THAT’S it then: Candice Brown has won The Great British Bake Off, the seventh and final BBC series has finished, and from next year the show will be on Channel 4 instead. But do not be upset because this could be good for television and for Bake Off.
The seventh series itself had all the familiar elements: extraordinary baking skill, a few wobbles, some double entendres (my favourite: “Can you grab my jugs?”) and the unsettlingly good partnership of Mary Berry and Paul Hollywood. Mary’s style is that of a visiting Royal who’s about to ask “what do you do?”, Paul’s style is that of a bouncer who’s about to ask “what do you think you’re looking at?”, and it works.
In making baking fashionable, Bake Off has also been good at challenging traditional, boring ideas of masculinity. Yes, there are lots of matronly women with a light dusting of baking powder on their bosoms, but someone like Andrew, who builds planes for a living, making moist metrosexual scones will do its bit towards freeing men from all the stereotypes they feel they have to live up to.
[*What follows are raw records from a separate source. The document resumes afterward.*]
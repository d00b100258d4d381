//! # Storage Layer
//!
//! Page-granular storage for store files. A store file is a flat array of
//! 4KB pages; page 0 carries the file header, every other page is typed by
//! the 16-byte page header at its start.
//!
//! The layer has three parts:
//!
//! - [`PageChannel`]: copy-based backend abstraction. [`MemChannel`] keeps
//!   pages in a `Vec` for tests and scratch stores; [`FileChannel`] maps a
//!   file with `memmap2`.
//! - [`PageHeader`] / [`PageType`]: the common page header and kind tags.
//! - [`StoreHeader`]: the 128-byte file header on page 0.
//!
//! Page capacities are fixed by the layout and shared with the index engine:
//! a leaf holds up to [`LEAF_MAX_ENTRIES`] 16-byte entries, an inner node up
//! to [`INNER_MAX_KEYS`] separator entries plus one more child pointer.

mod channel;
mod file;
mod header;
mod mem;
mod page;

pub use channel::{ChannelStats, PageChannel};
pub use file::FileChannel;
pub use header::{StoreHeader, FLAG_FAIL_ON_CLOSED, STORE_MAGIC, STORE_VERSION};
pub use mem::MemChannel;
pub use page::{validate_page, PageHeader, PageKinds, PageType};

/// Size of every page in a store file.
pub const PAGE_SIZE: usize = 4096;

/// Size of the common header at the start of every page.
pub const PAGE_HEADER_SIZE: usize = 16;

/// Size of the store file header at the start of page 0.
pub const FILE_HEADER_SIZE: usize = 128;

/// Size of one key/value entry on disk.
pub const ENTRY_SIZE: usize = 16;

/// Maximum entries in a leaf page: (4096 - 16) / 16.
pub const LEAF_MAX_ENTRIES: usize = (PAGE_SIZE - PAGE_HEADER_SIZE) / ENTRY_SIZE;

/// A leaf with fewer entries than this is underfull (root excepted).
pub const LEAF_MIN_ENTRIES: usize = LEAF_MAX_ENTRIES / 2;

/// Maximum separator keys in an inner page. Each key is a full 16-byte
/// entry and each of the `keys + 1` children is a 4-byte page number:
/// 16k + 4(k + 1) <= 4080 gives k = 203.
pub const INNER_MAX_KEYS: usize = (PAGE_SIZE - PAGE_HEADER_SIZE - 4) / (ENTRY_SIZE + 4);

/// An inner node with fewer keys than this is underfull (root excepted).
pub const INNER_MIN_KEYS: usize = INNER_MAX_KEYS / 2;

/// Byte offset of the separator key array in an inner page.
pub const INNER_KEYS_START: usize = PAGE_HEADER_SIZE;

/// Byte offset of the child pointer array in an inner page.
pub const INNER_CHILDREN_START: usize = INNER_KEYS_START + ENTRY_SIZE * INNER_MAX_KEYS;

const _: () = assert!(LEAF_MAX_ENTRIES == 255);
const _: () = assert!(INNER_MAX_KEYS == 203);
const _: () = assert!(INNER_CHILDREN_START + 4 * (INNER_MAX_KEYS + 1) <= PAGE_SIZE);

/// An owned page-sized buffer.
pub type PageBuf = [u8; PAGE_SIZE];
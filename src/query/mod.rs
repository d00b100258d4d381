//! # Query Advisory
//!
//! Turns immutable predicate trees into index-range advices. See
//! [`optimizer::determine_index_to_use`] for the selection rules and
//! [`sortable`] for how string comparisons map onto `i64` key ranges.

pub mod advice;
pub mod expr;
pub mod optimizer;
pub mod sortable;

pub use advice::QueryAdvice;
pub use expr::{CompOp, FieldIndexes, IndexHandle, QueryNode, QueryTerm, QueryValue};
pub use optimizer::determine_index_to_use;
But all fluffy new formats go flat in the end and Bake Off has been showing the signs for a couple of years. The series itself is still likeable because it is, like many of its viewers, a pleasing mix of the genteel and the intense but this year’s winner has not been the easiest to like (was that ambition I saw in her eyes?), Mel and Sue have worn rather thin. And the enemy of all good television has started to kick in: familiarity.
Which means the move to Channel 4 could be the change Bake Off needs. Plenty of other formats and shows have changed presenters, channels, contestants, pretty much everything, and gone on to better things and the same applies to Bake Off. We know what this show tastes like don’t we? It’s time to chuck in some new flavours.